There’s an ACT passage that I work through regularly with students written by memoirist Vivian Gornick. In it, she describes the reaction of readers to her depiction of her mother. They are enchanted by the woman in the book, but fail to realize that the woman in the book isn’t the same as Gornick’s actual mother. In the passage, Gornick talks about how life is merely the raw material that the memoirist uses to create a story. I suspect poetry is much the same for me. I use my real life experiences, but poems rarely give much more than a glimpse into how I felt at one point in time. That might be recent but is more likely far in my past. “First Date” did, in fact, continue my recent theme of memoir through poetry. I just happened to be writing about a previous relationship that ended over a decade ago, about those first few moments of love and happiness and how fleeting they proved to be. (In fact, several of my recent poems have been more like love letters to my relationship with my husband. Pescadero 2013 recalls the day we became engaged, and Venice 2014 revisits the moment we found out we’d be parents.)
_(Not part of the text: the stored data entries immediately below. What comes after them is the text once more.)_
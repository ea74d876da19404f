use std::fmt;
use std::io;

use micomlink_buzzer::GpioError;
use micomlink_frame::FrameError;
use micomlink_session::SessionError;
use micomlink_transport::TransportError;

pub const SUCCESS: i32 = 0;
pub const FAILURE: i32 = 1;
pub const TRANSPORT_ERROR: i32 = 3;
pub const PERMISSION_DENIED: i32 = 50;
pub const DATA_INVALID: i32 = 60;
pub const USAGE: i32 = 64;
pub const TIMEOUT: i32 = 124;
pub const INTERNAL: i32 = 125;

pub type CliResult<T> = Result<T, CliError>;

#[derive(Debug)]
pub struct CliError {
    pub code: i32,
    pub message: String,
}

impl CliError {
    pub fn new(code: i32, message: impl Into<String>) -> Self {
        Self {
            code,
            message: message.into(),
        }
    }
}

impl fmt::Display for CliError {
    fn fmt(&self, f: &mut fmt::Formatter<'_>) -> fmt::Result {
        write!(f, "{}", self.message)
    }
}

impl std::error::Error for CliError {}

pub fn io_error(context: &str, err: io::Error) -> CliError {
    let code = match err.kind() {
        io::ErrorKind::PermissionDenied => PERMISSION_DENIED,
        io::ErrorKind::TimedOut | io::ErrorKind::WouldBlock => TIMEOUT,
        io::ErrorKind::NotFound => TRANSPORT_ERROR,
        io::ErrorKind::UnexpectedEof | io::ErrorKind::WriteZero => FAILURE,
        _ => INTERNAL,
    };
    CliError::new(code, format!("{context}: {err}"))
}

pub fn transport_error(context: &str, err: TransportError) -> CliError {
    match err {
        TransportError::Open { source, .. } => match source.kind() {
            io::ErrorKind::PermissionDenied => {
                CliError::new(PERMISSION_DENIED, format!("{context}: {source}"))
            }
            _ => CliError::new(TRANSPORT_ERROR, format!("{context}: {source}")),
        },
        TransportError::Io(source) => io_error(context, source),
    }
}

pub fn frame_error(context: &str, err: FrameError) -> CliError {
    match err {
        FrameError::Io(source) => io_error(context, source),
        FrameError::PayloadTooLarge { .. } | FrameError::InvalidLength { .. } => {
            CliError::new(DATA_INVALID, format!("{context}: {err}"))
        }
        FrameError::DeviceClosed => CliError::new(FAILURE, format!("{context}: {err}")),
        other => CliError::new(INTERNAL, format!("{context}: {other}")),
    }
}

pub fn session_error(context: &str, err: SessionError) -> CliError {
    match err {
        SessionError::Transport(err) => transport_error(context, err),
        SessionError::Frame(err) => frame_error(context, err),
        SessionError::WriteFailure(source) => io_error(context, source),
        SessionError::DeviceClosed(source) => {
            CliError::new(FAILURE, format!("{context}: device closed: {source}"))
        }
        other => CliError::new(INTERNAL, format!("{context}: {other}")),
    }
}

pub fn gpio_error(context: &str, err: GpioError) -> CliError {
    match err.io_source().map(io::Error::kind) {
        Some(io::ErrorKind::PermissionDenied) => {
            CliError::new(PERMISSION_DENIED, format!("{context}: {err}"))
        }
        Some(_) => CliError::new(FAILURE, format!("{context}: {err}")),
        None => CliError::new(DATA_INVALID, format!("{context}: {err}")),
    }
}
The whole affair has me laughing a bit, because – and I think my family and friends would attest to this – I’m never one to remain silent if something is bothering me. I have the worst poker face in the world, and I like to process the way I’m feeling by talking about it, perhaps more than others would like. So it seems unlikely that something as momentous as the unraveling of my marriage might have escaped anyone’s notice. I’d likely be telling people in the grocery store line about it. Then, I might write poetry about it – in a decade or two.